The heating control circuit comprises a heating belt and a driving triode V₁MOS transistor Q for power distribution₁And a pull-up resistor R_s1Driving triode V₁The base electrode of the transistor is connected with the output of the upper threshold debugging circuit of the temperature control to drive the triode V₁The emitting electrode is simultaneously connected with the heating belt and the negative electrode of the storage battery to drive the triode V₁Collector and distribution MOS tube Q₁Is connected with the grid electrode of the power distribution MOS tube Q₁The source electrode and the drain electrode of the capacitor are respectively connected with the heating belt and the anode of the storage battery, and a pull-up resistor R_s1One end of the pull-up resistor R is connected with the anode of the storage battery_s1The other end of the delay comparator U is connected with the delay comparator U at the same time₁And a positive input end, the heating tape being adhered to the battery body.
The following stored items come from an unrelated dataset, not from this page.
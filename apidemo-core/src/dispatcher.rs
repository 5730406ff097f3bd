use std::io::{self, Write};

use crate::{
    action::{Action, EXIT_TOKEN, Outcome, Selection},
    client::ApiClient,
    input::{LineSource, ask},
    transport::Transport,
};

/// The interactive menu loop.
///
/// Reads one token per iteration, runs at most one action, and stops on the
/// exit token or when input runs out.
#[derive(Debug)]
pub struct Dispatcher<T> {
    client: ApiClient<T>,
}

impl<T: Transport> Dispatcher<T> {
    pub fn new(client: ApiClient<T>) -> Self {
        Self { client }
    }

    pub async fn run<S, W>(&self, input: &mut S, out: &mut W) -> io::Result<()>
    where
        S: LineSource + ?Sized,
        W: Write + ?Sized,
    {
        tracing::info!("session started");
        write_banner(out)?;

        loop {
            write_menu(out)?;

            let Some(token) = ask(input, out, &format!("\nEnter choice (1-{EXIT_TOKEN}): "))? else {
                tracing::info!("input exhausted, leaving menu");
                break;
            };

            match Selection::from_token(&token) {
                Some(Selection::Exit) => {
                    writeln!(out, "\nGoodbye!")?;
                    break;
                }
                Some(Selection::Run(action)) => {
                    tracing::debug!(?action, "running action");
                    if action.execute(&self.client, input, out).await? == Outcome::InputClosed {
                        tracing::info!(?action, "input exhausted mid-action, leaving menu");
                        break;
                    }
                }
                None => writeln!(out, "Invalid choice. Please try again.")?,
            }
        }

        tracing::info!("session ended");
        out.flush()
    }
}

fn write_banner<W: Write + ?Sized>(out: &mut W) -> io::Result<()> {
    let rule = "=".repeat(40);
    writeln!(out, "{rule}")?;
    writeln!(out, "  Dynamic API Query Demo")?;
    writeln!(out, "{rule}")
}

fn write_menu<W: Write + ?Sized>(out: &mut W) -> io::Result<()> {
    writeln!(out, "\nChoose an option:")?;
    for action in Action::all() {
        writeln!(out, "{}. {}", action.token(), action.label())?;
    }
    writeln!(out, "{EXIT_TOKEN}. Exit")
}
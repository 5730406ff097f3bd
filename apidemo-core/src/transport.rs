//! The seam between the API client and the network.
//!
//! Requests and responses are plain data; a [`Transport`] turns one into the
//! other. The shipped binary uses [`ReqwestTransport`], tests script their own.

use async_trait::async_trait;
use std::fmt::Debug;

use crate::error::ApiError;

pub mod live;

pub use live::ReqwestTransport;

/// A GET request: absolute URL plus ordered query pairs.
#[derive(Debug, Clone, PartialEq, Eq)]
pub struct HttpRequest {
    pub url: String,
    pub query: Vec<(String, String)>,
}

impl HttpRequest {
    pub fn get(url: impl Into<String>) -> Self {
        Self { url: url.into(), query: Vec::new() }
    }

    pub fn query(mut self, key: &str, value: impl ToString) -> Self {
        self.query.push((key.to_string(), value.to_string()));
        self
    }

    /// First value for `key`, if the request carries it.
    pub fn query_value(&self, key: &str) -> Option<&str> {
        self.query.iter().find(|(k, _)| k == key).map(|(_, v)| v.as_str())
    }
}

#[derive(Debug, Clone, PartialEq, Eq)]
pub struct HttpResponse {
    pub status: u16,
    pub body: String,
}

impl HttpResponse {
    pub fn new(status: u16, body: impl Into<String>) -> Self {
        Self { status, body: body.into() }
    }

    /// Only a plain 200 counts as success.
    pub fn is_ok(&self) -> bool {
        self.status == 200
    }
}

#[async_trait]
pub trait Transport: Send + Sync + Debug {
    async fn get(&self, request: &HttpRequest) -> Result<HttpResponse, ApiError>;
}
use thiserror::Error;

/// Errors produced while talking to one of the remote APIs.
///
/// None of these abort the menu loop; actions render them and move on.
#[derive(Debug, Error)]
pub enum ApiError {
    /// The server answered with anything other than 200.
    #[error("resource not found (HTTP {status})")]
    NotFound { status: u16 },

    /// The request never produced a response (DNS, connect, timeout, ...).
    #[error("request failed: {0}")]
    Transport(String),

    /// The body was not JSON, or lacked a field we need.
    #[error("malformed response: {0}")]
    Malformed(String),

    /// A configured base URL could not be parsed.
    #[error("invalid endpoint '{0}'")]
    InvalidEndpoint(String),
}

impl ApiError {
    pub fn is_not_found(&self) -> bool {
        matches!(self, ApiError::NotFound { .. })
    }

    pub(crate) fn missing(field: &str) -> Self {
        ApiError::Malformed(format!("missing field `{field}`"))
    }
}

impl From<serde_json::Error> for ApiError {
    fn from(err: serde_json::Error) -> Self {
        ApiError::Malformed(err.to_string())
    }
}

#[cfg(test)]
mod tests {
    use super::*;

    #[test]
    fn not_found_is_distinct_from_transport_failure() {
        assert!(ApiError::NotFound { status: 404 }.is_not_found());
        assert!(!ApiError::Transport("connection refused".into()).is_not_found());
    }

    #[test]
    fn json_errors_become_malformed() {
        let err: ApiError = serde_json::from_str::<serde_json::Value>("not json")
            .unwrap_err()
            .into();
        assert!(matches!(err, ApiError::Malformed(_)));
        assert!(err.to_string().starts_with("malformed response"));
    }
}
The temperature control lower threshold debugging circuit comprises a divider resistor R_f3A voltage dividing resistor R_f4A voltage dividing resistor R_f5Wherein a voltage dividing resistor R_f4And a voltage dividing resistor R_f5The first common terminal after parallel connection is connected with the negative electrode of the storage battery, and the second common terminal after parallel connection is connected with the divider resistor R_f3One end of (1), a voltage dividing resistor R_f3The other end of the comparator is connected with a hysteresis comparator U₁And through a voltage dividing resistor R_f2And is connected with the anode of the storage battery.

The upper threshold debugging circuit for temperature control comprises a driving resistor R_q1And a driving resistor R_q2And a driving resistor R_q3Wherein a driving resistor R_q2And a driving resistor R_q1The first common terminal after parallel connection is connected with a hysteresis comparator U₁The second common terminal after parallel connection is connected with the driving resistor R_q3One terminal of (1), drive resistor R_q3The other end of the driving triode V is connected with₁The base of (1).

A current limiting resistor R is also connected in series between the temperature control upper threshold debugging circuit and the heating control circuit_x2And a low voltage shielding diode D₁Low voltage shielded diode D₁When the heating control circuit is conducted in the forward direction, the temperature control upper threshold debugging circuit is conducted with the heating control circuit.

The driven resistor R_q1And a driving resistor R_q2And a driving resistor R_q3The equivalent resistance of the series-parallel network is larger than the current limiting resistance R_x2The resistance value of (c).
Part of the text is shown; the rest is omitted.